Given data:
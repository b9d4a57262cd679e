mod common;

use std::collections::HashMap;
use std::path::PathBuf;
use std::sync::atomic::{AtomicUsize, Ordering};
use std::sync::{Arc, Mutex};
use std::time::Duration;

use async_trait::async_trait;
use castellan::runner::Pacing;
use castellan::{
    AccountConfig, AccountOutcome, AccountSession, GameBoard, RunLoop, SessionError,
    SessionLauncher, Settings,
};
use cdp_adapter::{AdapterError, AdapterErrorKind};
use common::*;

struct FakeSession {
    board: Arc<FakeBoard>,
    closed: Arc<AtomicUsize>,
}

#[async_trait]
impl AccountSession for FakeSession {
    fn board(&self) -> &dyn GameBoard {
        self.board.as_ref()
    }

    async fn close(&self) {
        self.closed.fetch_add(1, Ordering::SeqCst);
    }
}

/// Hands out a fresh board per open; accounts without a world fail to launch.
#[derive(Default)]
struct FakeLauncher {
    worlds: HashMap<String, fn() -> FakeWorld>,
    opened: Mutex<Vec<String>>,
    boards: Mutex<Vec<Arc<FakeBoard>>>,
    closed: Arc<AtomicUsize>,
}

impl FakeLauncher {
    fn with(mut self, email: &str, world: fn() -> FakeWorld) -> Self {
        self.worlds.insert(email.to_string(), world);
        self
    }

    fn opened(&self) -> Vec<String> {
        self.opened.lock().unwrap().clone()
    }

    fn boards(&self) -> Vec<Arc<FakeBoard>> {
        self.boards.lock().unwrap().clone()
    }
}

#[async_trait]
impl SessionLauncher for FakeLauncher {
    async fn open(
        &self,
        account: &AccountConfig,
    ) -> Result<Box<dyn AccountSession>, SessionError> {
        self.opened.lock().unwrap().push(account.email.clone());
        let world = self.worlds.get(&account.email).ok_or_else(|| {
            SessionError::Launch(
                AdapterError::new(AdapterErrorKind::CdpIo).with_hint("chrome exited"),
            )
        })?;
        let board = FakeBoard::new(world());
        self.boards.lock().unwrap().push(board.clone());
        Ok(Box::new(FakeSession {
            board,
            closed: self.closed.clone(),
        }))
    }
}

fn healthy() -> FakeWorld {
    FakeWorld::new(vec![castle("Home", vec![building("Barracks", 1)])])
}

fn broken() -> FakeWorld {
    let mut habitat = castle("Ruins", vec![]);
    habitat.name = None;
    FakeWorld::new(vec![habitat])
}

fn settings(emails: &[&str], debug: bool) -> Settings {
    let mut settings = Settings::from_yaml(
        r#"
interval: 1
jitter_seconds: 0
accounts:
  - email: placeholder@example.com
    password: secret
    world: Glendale
    missions: false
    silver_barter_threshold: 0
    castle: { upgrades: [] }
    fortress: { upgrades: [] }
    city: { upgrades: [] }
"#,
    )
    .unwrap();
    settings.debug = debug;
    settings.screenshots_path = PathBuf::from("shots");
    let template = settings.accounts[0].clone();
    settings.accounts = emails
        .iter()
        .map(|email| AccountConfig {
            email: email.to_string(),
            ..template.clone()
        })
        .collect();
    settings
}

#[tokio::test]
async fn one_failing_account_does_not_stop_the_others() {
    let launcher = FakeLauncher::default()
        .with("first@example.com", broken)
        .with("third@example.com", healthy);
    let run_loop = RunLoop::new(
        settings(
            &["first@example.com", "second@example.com", "third@example.com"],
            true,
        ),
        launcher,
    );

    let outcomes = run_loop.run_pass().await;

    assert_eq!(outcomes.len(), 3);
    assert!(matches!(
        &outcomes[0],
        AccountOutcome::Failed { email, error }
            if email == "first@example.com" && error.contains("habitat name")
    ));
    assert!(matches!(
        &outcomes[1],
        AccountOutcome::Failed { error, .. } if error.contains("chrome exited")
    ));
    assert!(outcomes[2].is_completed());

    let launcher = run_loop.launcher();
    assert_eq!(
        launcher.opened(),
        vec!["first@example.com", "second@example.com", "third@example.com"]
    );
    // Sessions that opened are always closed, failed or not.
    assert_eq!(launcher.closed.load(Ordering::SeqCst), 2);
}

#[tokio::test]
async fn debug_mode_screenshots_failed_accounts_only() {
    let launcher = FakeLauncher::default()
        .with("first@example.com", broken)
        .with("second@example.com", healthy);
    let run_loop = RunLoop::new(
        settings(&["first@example.com", "second@example.com"], true),
        launcher,
    );

    run_loop.run_pass().await;

    let boards = run_loop.launcher().boards();
    let shots: Vec<String> = boards[0]
        .events()
        .into_iter()
        .filter(|e| e.starts_with("screenshot"))
        .collect();
    assert_eq!(shots.len(), 1);
    assert!(
        shots[0].starts_with("screenshot shots/first@example.com/"),
        "{}",
        shots[0]
    );
    assert!(shots[0].ends_with(".png"));
    assert_eq!(boards[1].count("screenshot"), 0);
}

#[tokio::test]
async fn no_screenshot_without_debug() {
    let launcher = FakeLauncher::default().with("first@example.com", broken);
    let run_loop = RunLoop::new(settings(&["first@example.com"], false), launcher);

    run_loop.run_pass().await;

    assert_eq!(run_loop.launcher().boards()[0].count("screenshot"), 0);
}

#[tokio::test]
async fn once_mode_runs_a_single_pass() {
    let launcher = FakeLauncher::default().with("first@example.com", healthy);
    let run_loop = RunLoop::new(settings(&["first@example.com"], false), launcher);

    run_loop.run(true).await;

    assert_eq!(run_loop.launcher().opened().len(), 1);
}

#[tokio::test(start_paused = true)]
async fn loop_repeats_until_cancelled() {
    let launcher = FakeLauncher::default().with("first@example.com", healthy);
    let run_loop = RunLoop::new(settings(&["first@example.com"], false), launcher).with_pacing(
        Pacing {
            interval: Duration::from_secs(60),
            jitter: Duration::ZERO,
        },
    );

    let cancel = run_loop.cancellation_token();
    tokio::spawn(async move {
        tokio::time::sleep(Duration::from_secs(150)).await;
        cancel.cancel();
    });

    run_loop.run(false).await;

    // Passes at 0s, 60s and 120s; cancelled during the third sleep.
    assert_eq!(run_loop.launcher().opened().len(), 3);
}

#[tokio::test]
async fn cancelled_loop_skips_remaining_accounts() {
    let launcher = FakeLauncher::default().with("first@example.com", healthy);
    let run_loop = RunLoop::new(
        settings(&["first@example.com", "second@example.com"], false),
        launcher,
    );
    run_loop.cancellation_token().cancel();

    let outcomes = run_loop.run_pass().await;

    assert!(outcomes.is_empty());
    assert!(run_loop.launcher().opened().is_empty());
}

Work to complete: Please write out, exactly as they appear above, only the lines in the stretch from the line with "let board = FakeBoard::new(world());" through the line with "fn healthy() ->".

Exercise response:
        let board = FakeBoard::new(world());
        self.boards.lock().unwrap().push(board.clone());
        Ok(Box::new(FakeSession {
            board,
            closed: self.closed.clone(),
        }))
    }
}

fn healthy() -> FakeWorld {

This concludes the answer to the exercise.